The loans are available to small businesses headquartered in any of the 10 City Council districts that can demonstrate an economic loss connected to the pandemic. Recipients must repay the city in 12 months at a 3.75 percent interest rate.
The department will have staff available to serve as case managers for applicants and provide needed assistance, with the hope of avoiding the frustrations many businesses experienced when applying for federal loans under the Paycheck Protection Program.
“We do anticipate the demand for these loans will be high, and because of that we have worked hard to develop the proper infrastructure,” she said. “We’re closely watching what has happened at other levels of government when a program like this has been released, and we took our time to make sure our website is set up to handle the load as well as having staff deployed to assist applicants. We do also recognize there might be a need to reconvene and look at how we could fund this program with additional dollars at some point.”
The loan program comes on top of other moves by the city in recent weeks, including allocating $15 million that will be used to provide housing and food assistance or direct cash payments to vulnerable residents.
Jon Hockenyos, an economist who has helped provide analysis of the effects of the pandemic on city finances and the local economy, said providing bridge funding to keep struggling businesses open is the first step in stabilizing businesses. He said the next step will be creation of a plan to open more currently shuttered businesses for limited commercial activity while keeping them safe from a public health standpoint.
That framework means businesses that require large numbers of customers gathered in one place will likely be the last to reopen. Over the past week, Gov.

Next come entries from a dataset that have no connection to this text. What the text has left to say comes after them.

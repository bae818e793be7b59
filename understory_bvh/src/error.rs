// Copyright 2025 the Understory Authors
// SPDX-License-Identifier: Apache-2.0 OR MIT

//! Errors reported by primitive sources and by tree construction.

use alloc::collections::TryReserveError;

/// Reasons a hierarchy build is refused or abandoned.
///
/// A build that returns an error commits nothing: no partially built tree is
/// ever handed back.
#[derive(Clone, Debug, PartialEq, Eq, thiserror::Error)]
pub enum BuildError {
    /// The primitive source holds no primitives.
    #[error("cannot build a hierarchy over an empty primitive source")]
    EmptySource,
    /// `max_leaf_size` was zero; every leaf must own at least one primitive.
    #[error("max_leaf_size must be at least 1")]
    InvalidLeafSize,
    /// The source has more primitives than a 32-bit primitive index can name.
    #[error("{count} primitives exceed the 32-bit primitive index range")]
    TooManyPrimitives {
        /// Primitive count reported by the source.
        count: usize,
    },
    /// `2^(height + 1) - 1` arena slots do not fit in `usize` on this target.
    #[error("a tree of height {height} needs more nodes than usize can count")]
    NodeCountOverflow {
        /// Effective height after clamping.
        height: u32,
    },
    /// Reserving storage for the build failed.
    #[error("failed to allocate {what}: {error}")]
    Allocation {
        /// Which buffer could not be allocated.
        what: &'static str,
        /// The allocator's report.
        error: TryReserveError,
    },
}

/// Problems found while validating an indexed primitive source.
#[derive(Clone, Debug, PartialEq, Eq, thiserror::Error)]
pub enum SourceError {
    /// A primitive refers to a vertex that does not exist.
    #[error("primitive {primitive} refers to vertex {vertex} of {vertex_count}")]
    VertexOutOfRange {
        /// Offending primitive.
        primitive: usize,
        /// Offending vertex index.
        vertex: u32,
        /// Number of vertices in the source.
        vertex_count: usize,
    },
}
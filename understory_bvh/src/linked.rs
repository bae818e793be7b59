// Copyright 2025 the Understory Authors
// SPDX-License-Identifier: Apache-2.0 OR MIT

//! Pointer-linked form: each interior node owns its two children.

use alloc::boxed::Box;
use alloc::vec::Vec;
use core::fmt::Debug;

use crate::axis::AxisStrategy;
use crate::builder::{HierarchyBuilder, NodeInfo, NodeSink, Prepared};
use crate::centroid::CentroidTable;
use crate::error::BuildError;
use crate::options::BuildOptions;
use crate::source::PrimitiveSource;
use crate::stats::BuildStats;
use crate::types::PrimitiveIndex;
use crate::volume::BoundingVolume;

/// A bounding volume hierarchy whose nodes own their subtrees.
///
/// Leaves always keep the list of primitives they own. Interior nodes keep theirs
/// only when built with [`BuildOptions::store_interior_primitives`].
pub struct LinkedBVH<B> {
    root: LinkedNode<B>,
    centroids: CentroidTable,
    stats: BuildStats,
}

/// A node of a [`LinkedBVH`].
#[derive(Clone, Debug, PartialEq)]
pub struct LinkedNode<B> {
    bound: B,
    depth: u32,
    primitive_count: usize,
    primitives: Vec<PrimitiveIndex>,
    children: Option<Box<[Self; 2]>>,
}

impl<B> LinkedNode<B> {
    /// Bounding volume of every vertex of the node's primitives.
    pub fn bound(&self) -> &B {
        &self.bound
    }

    /// Depth of the node; the root is at depth 0.
    pub fn depth(&self) -> u32 {
        self.depth
    }

    /// The two children, or `None` for a leaf.
    pub fn children(&self) -> Option<&[Self; 2]> {
        self.children.as_deref()
    }

    /// Whether the node is a leaf.
    pub fn is_leaf(&self) -> bool {
        self.children.is_none()
    }

    /// Primitives kept on this node.
    ///
    /// Complete for leaves. For interior nodes this is empty unless the tree was
    /// built with interior primitive lists.
    pub fn primitives(&self) -> &[PrimitiveIndex] {
        &self.primitives
    }

    /// Number of nodes in this subtree, this one included.
    pub fn node_count(&self) -> usize {
        1 + self
            .children()
            .map_or(0, |[l, r]| l.node_count() + r.node_count())
    }

    /// Number of primitives in this subtree, whether or not they are listed here.
    pub fn primitive_count(&self) -> usize {
        self.primitive_count
    }
}

impl<B: BoundingVolume> LinkedBVH<B> {
    /// Build a tree over every primitive of `source`.
    ///
    /// `strategy` picks the splitting line of each interior node.
    pub fn build<S, A>(source: &S, strategy: &A, options: BuildOptions) -> Result<Self, BuildError>
    where
        S: PrimitiveSource + ?Sized,
        A: AxisStrategy<B>,
    {
        let Prepared {
            centroids,
            mut buffers,
            termination,
        } = Prepared::new(source, &options)?;

        log::debug!(
            "building linked BVH: {} primitives, height {}, max leaf size {}, interior lists {}",
            centroids.len(),
            termination.height,
            termination.max_leaf_size,
            options.store_interior_primitives
        );
        let mut sink = LinkSink {
            store_interior: options.store_interior_primitives,
        };
        let builder = HierarchyBuilder::new(source, strategy, &centroids, termination)?;
        let (root, stats) = builder.run(&mut sink, &mut buffers)?;
        log::debug!("linked BVH built: {stats:?}");

        Ok(Self {
            root,
            centroids,
            stats,
        })
    }
}

impl<B> LinkedBVH<B> {
    /// The root node.
    pub fn root(&self) -> &LinkedNode<B> {
        &self.root
    }

    /// Total number of nodes.
    pub fn node_count(&self) -> usize {
        self.root.node_count()
    }

    /// Total number of primitives.
    pub fn primitive_count(&self) -> usize {
        self.root.primitive_count()
    }

    /// Depth of the deepest node.
    pub fn height(&self) -> u32 {
        self.stats.max_depth
    }

    /// Centroids computed for the build, indexed by primitive.
    pub fn centroids(&self) -> &CentroidTable {
        &self.centroids
    }

    /// Counters collected during the build.
    pub fn stats(&self) -> &BuildStats {
        &self.stats
    }

    /// Take the root node, dropping the centroid table.
    pub fn into_root(self) -> LinkedNode<B> {
        self.root
    }
}

impl<B> Debug for LinkedBVH<B> {
    fn fmt(&self, f: &mut core::fmt::Formatter<'_>) -> core::fmt::Result {
        f.debug_struct("LinkedBVH")
            .field("height", &self.stats.max_depth)
            .field("nodes", &self.stats.node_count())
            .field("primitives", &self.root.primitive_count)
            .field("stats", &self.stats)
            .finish_non_exhaustive()
    }
}

struct LinkSink {
    store_interior: bool,
}

fn owned_list(primitives: &[PrimitiveIndex]) -> Result<Vec<PrimitiveIndex>, BuildError> {
    let mut list = Vec::new();
    list.try_reserve_exact(primitives.len())
        .map_err(|error| BuildError::Allocation {
            what: "node primitive list",
            error,
        })?;
    list.extend_from_slice(primitives);
    Ok(list)
}

impl<B> NodeSink<B> for LinkSink {
    type Node = LinkedNode<B>;

    fn leaf(
        &mut self,
        node: NodeInfo<B>,
        primitives: &[PrimitiveIndex],
    ) -> Result<LinkedNode<B>, BuildError> {
        Ok(LinkedNode {
            bound: node.bound,
            depth: node.depth,
            primitive_count: primitives.len(),
            primitives: owned_list(primitives)?,
            children: None,
        })
    }

    fn interior(
        &mut self,
        node: NodeInfo<B>,
        primitives: &[PrimitiveIndex],
        children: [LinkedNode<B>; 2],
    ) -> Result<LinkedNode<B>, BuildError> {
        let list = if self.store_interior {
            owned_list(primitives)?
        } else {
            Vec::new()
        };
        Ok(LinkedNode {
            bound: node.bound,
            depth: node.depth,
            primitive_count: primitives.len(),
            primitives: list,
            children: Some(Box::new(children)),
        })
    }
}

Greg Abbott and leaders at the city and county level have indicated that the first reopening of limited types of businesses will occur in early May.
“If you’re a ball-bearing factory you have to think about how do I protect my workers and in that process modify my business processes, and there are people doing that,” Hockenyos said. “What’s going to happen next will be businesses that serve people one at a time, like going and getting a haircut or going to get your teeth cleaned or seeing your accountant – we’ll figure out how to do that interaction one-on-one safely for both parties,” he said.
“Where it gets tricky is with a bar or restaurant or movie theater, concert or hotel where you’re open to the public and there are a lot of people to think about, because you’re going to have to do all the other stuff while thinking about how to do it with reduced capacities.”
Hockenyos said the bridge loans will likely need to be supplemented by enhanced unemployment programs for workers, with the goal of covering some basic capital costs to keep businesses from closing for good.
“There’s not enough resources out there to bridge the gap until we get open again. This is about keeping the business itself alive rather than preserving the livelihood of everyone working in the business, but the hope is that you bring everybody back at some point.”